Essay on Stem. After reading this essay you will learn about: 1. Origin of the Stem 2. Root-Stem Transition.
Essay # Origin of the Stem:
The first stem meristem is organized during the development of the embryo. The fully developed embryo commonly consists of an axis, the hypocotyl-root axis. The axis bears at its upper end, one or more cotyledons and the shoot primordium, whereas at its lower end it bears the root primordium covered with a root-cap.
The radicle (embryonic root) is found at the lower end of the hypocotyl and the embryonic shoot is found above the insertion of the cotyledons. The embryonic shoot is composed of an axis bearing un-extended internodes and one or more leaf primordia. This shoot (first bud) is commonly known as plumule and its stem part is termed epicotyl.
The origin of shoot organization is found in the hypocotyl- cotyledon system where the hypocotyl is the first stem unit of the plant and the cotyledons are the first leaves. The hypocotyl is located below the cotyledonary node, but not in between nodes.
During the germination of the seed, the root meristem forms the first root, whereas the shoot meristem develops the first shoot by adding new leaves, nodes and internodes to the shoot system formed in the embryo.
The lateral stems normally arise by the development of new apical meristems laterally in the terminal meristem of the mother axis. The adventitious branches develop on both stem and roots, by the formation of meristems secondarily in the pericyclic, phloic or cambial regions.

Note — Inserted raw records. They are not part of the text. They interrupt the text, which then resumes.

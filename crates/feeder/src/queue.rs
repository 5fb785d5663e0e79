//! Bounded queue carrying externally produced mono samples.
//!
//! The hand-off between a non-real-time producer (for example a decoder
//! thread) and the callback-thread [`crate::source::QueueSource`]:
//! - the producer pushes with blocking back-pressure
//! - the callback side drains with a `try_lock` pop that never waits; a
//!   contended or empty queue simply yields fewer samples and the source
//!   pads with silence
//!
//! `close()` gives the consumer a deterministic end-of-stream marker.

use std::collections::VecDeque;
use std::sync::{Condvar, Mutex};

/// Compute a queue capacity in samples for a `(rate, seconds)` target.
///
/// Non-finite or non-positive `buffer_seconds` falls back to a safe value.
pub fn calc_max_buffered_samples(rate_hz: u32, buffer_seconds: f32) -> usize {
    let secs = if buffer_seconds.is_finite() && buffer_seconds > 0.0 {
        buffer_seconds
    } else {
        2.0
    };
    (rate_hz as f32 * secs).ceil() as usize
}

/// Thread-safe bounded queue of mono `i16` samples.
pub struct SampleQueue {
    inner: Mutex<Inner>,
    cv: Condvar,
    max_buffered_samples: usize,
}

struct Inner {
    queue: VecDeque<i16>,
    done: bool,
}

impl SampleQueue {
    pub fn new(max_buffered_samples: usize) -> Self {
        Self {
            inner: Mutex::new(Inner {
                queue: VecDeque::new(),
                done: false,
            }),
            cv: Condvar::new(),
            max_buffered_samples: max_buffered_samples.max(1),
        }
    }

    /// Current buffered samples (best-effort snapshot).
    pub fn len(&self) -> usize {
        let g = self.inner.lock().unwrap();
        g.queue.len()
    }

    pub fn is_empty(&self) -> bool {
        self.len() == 0
    }

    /// Whether the producer has closed the queue.
    ///
    /// A closed queue may still contain samples until drained.
    pub fn is_closed(&self) -> bool {
        let g = self.inner.lock().unwrap();
        g.done
    }

    /// Mark end-of-stream and wake blocked producers. Idempotent.
    pub fn close(&self) {
        let mut g = self.inner.lock().unwrap();
        g.done = true;
        drop(g);
        self.cv.notify_all();
    }

    /// Push samples, blocking while the queue is full.
    ///
    /// Returns early, dropping the remainder, if the queue is closed while
    /// waiting. Producer threads only; never call from the callback thread.
    pub fn push_blocking(&self, samples: &[i16]) {
        let mut offset = 0;

        while offset < samples.len() {
            let mut g = self.inner.lock().unwrap();

            while g.queue.len() >= self.max_buffered_samples && !g.done {
                g = self.cv.wait(g).unwrap();
            }
            if g.done {
                return;
            }

            while offset < samples.len() && g.queue.len() < self.max_buffered_samples {
                g.queue.push_back(samples[offset]);
                offset += 1;
            }

            drop(g);
            self.cv.notify_all();
        }
    }

    /// Pop up to `out.len()` samples without waiting.
    ///
    /// Uses `try_lock` so a contended queue costs the callback nothing; the
    /// caller pads the unwritten tail. `drained` is only reported while the
    /// lock is held, so the consumer never needs a second (blocking) query.
    pub fn pop_into(&self, out: &mut [i16]) -> Pop {
        let Ok(mut g) = self.inner.try_lock() else {
            return Pop {
                taken: 0,
                drained: false,
            };
        };

        let take = g.queue.len().min(out.len());
        for slot in out.iter_mut().take(take) {
            *slot = g.queue.pop_front().unwrap_or(0);
        }
        let drained = g.done && g.queue.is_empty();

        drop(g);
        if take > 0 {
            self.cv.notify_all();
        }
        Pop {
            taken: take,
            drained,
        }
    }
}

/// Outcome of a non-blocking pop.
#[derive(Clone, Copy, Debug, PartialEq, Eq)]
pub struct Pop {
    /// Samples written into the caller's slice.
    pub taken: usize,
    /// Queue is closed and empty; no more samples will ever arrive.
    pub drained: bool,
}
//! Underflow callback and double-buffer feeder.
//!
//! ## Ordering
//! The feeder is prepare-then-enqueue: each hardware request first consumes
//! pending control signals and renders matching content into the writable
//! slot, then hands exactly that slot to the output. A start request raised
//! before request *k* is therefore audible in the buffer enqueued at request
//! *k*, not one request later. The swap-then-prepare variant re-enqueues the
//! previously prepared (stale) slot first and only then renders, which delays
//! every state change by a full buffer period.
//!
//! ## Real-time constraints
//! `on_underflow` takes no locks and performs no allocation; both slots are
//! sized once at construction. There is no error path: the fallback content
//! is silence, never a missing buffer.

use std::sync::Arc;

use crate::params::PlaybackParams;
use crate::signal::{ControlHandle, Signal};
use crate::source::AudioSource;
use crate::status::FeederCounters;

/// Destination for prepared buffers.
///
/// Implementations must be callable from the callback thread without
/// blocking; the slice is only valid for the duration of the call.
pub trait OutputSink {
    fn enqueue(&mut self, samples: &[i16]);
}

/// Two fixed slots: one in flight to the output, one writable.
///
/// The producer only ever touches the writable slot; ownership flips at each
/// enqueue via [`DoubleBuffer::swap`].
struct DoubleBuffer {
    slots: [Vec<i16>; 2],
    writable: usize,
}

impl DoubleBuffer {
    fn new(frames: usize) -> Self {
        Self {
            slots: [vec![0; frames], vec![0; frames]],
            writable: 0,
        }
    }

    fn writable_mut(&mut self) -> &mut [i16] {
        &mut self.slots[self.writable]
    }

    fn swap(&mut self) {
        self.writable ^= 1;
    }
}

/// The session-long feeder: owns the source, the double buffer, and the
/// callback-thread side of the control signals.
///
/// Everything here is single-writer (callback thread) once playback begins;
/// the control thread reaches in only through the atomic [`Signal`] bits.
pub struct FeederEngine {
    params: PlaybackParams,
    source: Box<dyn AudioSource>,
    start: Arc<Signal>,
    stop: Arc<Signal>,
    buffers: DoubleBuffer,
    counters: FeederCounters,
}

impl FeederEngine {
    pub fn new(
        params: PlaybackParams,
        source: Box<dyn AudioSource>,
        counters: FeederCounters,
    ) -> Self {
        Self {
            buffers: DoubleBuffer::new(params.frames_per_buffer as usize),
            params,
            source,
            start: Arc::new(Signal::new()),
            stop: Arc::new(Signal::new()),
            counters,
        }
    }

    pub fn params(&self) -> &PlaybackParams {
        &self.params
    }

    /// Control-side handle for start/stop requests. Cloneable, any thread.
    pub fn control(&self) -> ControlHandle {
        ControlHandle::new(self.start.clone(), self.stop.clone())
    }

    /// Enqueue one silent buffer so the output starts with data in flight
    /// and never pays warm-up latency on the first real request.
    pub fn warm_up(&mut self, sink: &mut dyn OutputSink) {
        let buf = self.buffers.writable_mut();
        buf.fill(0);
        sink.enqueue(buf);
        self.buffers.swap();
    }

    /// Service one hardware request for `samples_needed` more samples.
    ///
    /// Emits exactly `min(frames_per_buffer, samples_needed)` samples:
    /// 1. consume a pending stop, then a pending start (a start while
    ///    already active is ignored, so repeated requests never reset the
    ///    play-through)
    /// 2. render into the writable slot
    /// 3. enqueue that exact slot and flip ownership
    pub fn on_underflow(&mut self, samples_needed: usize, sink: &mut dyn OutputSink) {
        if self.stop.take() {
            self.source.stop();
        }
        if self.start.take() && !self.source.is_active() {
            self.source.start();
        }

        let count = samples_needed.min(self.params.frames_per_buffer as usize);
        let active = self.source.is_active();

        let buf = &mut self.buffers.writable_mut()[..count];
        self.source.fill(buf);
        sink.enqueue(buf);
        self.buffers.swap();

        self.counters.record(count, active);
    }
}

Essay # Root-Stem Transition:
The root and stem make a continuous structure called the axis of the plant. The vascular bundles are continuous from the root to the stem. The epidermis, cortex, endodermis, pericycle and secondary vascular tissues are directly continuous in the two organs, root and stem, but the arrangement of vascular bundles is quite different in the two organs.
The stems possess collateral bundles with endarch xylem, whereas the roots possess radial bundles with exarch xylem. Of course, a region exists where these changes occur and the two different types of vascular tissues maintain their continuity.
The change of position involving inversion and twisting of xylem strands from exarch to endarch type is referred to as vascular transition, and the part of the axis where these changes occur is called transition region.
Commonly this region is quite small and rarely of several centimetres. These changes may be found gradually or abruptly in the top of the radicle or at the base of the hypocotyl, near its middle region, or in the upper part. The phloem bundles remain practically in the same position. The transition may be of four main types which vary from species to species.
Type A:
In Mirabilis, Fumaria and Dipsacus, and other plants each xylem strand of the root divides by radial division in the branches. As these branches pass upward, they swing in their lateral direction; one bends towards right and the other goes to the left. Simultaneously these branches join the phloem strands on the inside.
The phloem strands, however, do not change their position and also remain unchanged in their orientation. They remain in the form of straight strands continuously from the root into the stem. In this type as many primary bundles are formed in the stem as many phloem strands are formed in the root.
Type B:
In Cucurbita, Phaseolus, Acer and Trapaeolum and several other plants the xylem and phloem strands fork, the branches. It is to make a point here that the strands of xylem and phloem both divide. The branches of the strands of both swing in lateral direction and pass upward to join in pairs.
After joining in the pairs they remain in the alternate position of the strands in the root. The xylem strands become inverted in their position and the phloem strands do not change their orientation. This way, in the stem, the number of bundles becomes double of the phloem strands found in the root. This type of transition is more commonly found.
Type C:
In Medicago, Lathyrus and Phoenix, the xylem strands do not fork and continue their direct course into the stem. These strands, however, twist through 180 degrees. The phloem strands divide soon and the resulting halves swing in the lateral direction to the xylem positions. The phloem strands join the xylem strands on the outside. In this type as many bundles are formed as there are phloem strands in the root.
Type D:
This type of root-stem transition is rarely found and is known in only a few monocotyledons (e.g., Anemarrhena). In this type half of the xylem strands fork and the branches swing in their lateral direction to join the other undivided strands of xylem. Soon after the xylem strands become inverted.
However, the phloem strands do not divide, but on the other hand they become united in pairs. Simultaneously these united phloem strands unite with the triple strands of the xylem. This way, a single bundle of the stem consists of five united strands, and thus half as many bundles are formed in the stem as there are phloem strands in the root.
In the stems where internal phloem is present, the forked branches of the phloem strands of the root depart at the level at which the roots begin to change into the stems. These branches of phloem strands pass inward and lie inside the new xylem strands giving rise to bicollateral bundles. In some of the monocotyledonous plants the transitory region is very short and from that too several lateral roots are given out.
The seed plants are generally divided into two groups—the angiosperms and the gymnosperms. The angiosperms are further sub-divided into dicotyledons and monocotyledons. In a cross section of the stems of dicotyledons and gymnosperms the vascular bundles are found to be arranged in a ring, whereas in most of the monocotyledonous stems the vascular bundles are numerous and scattered.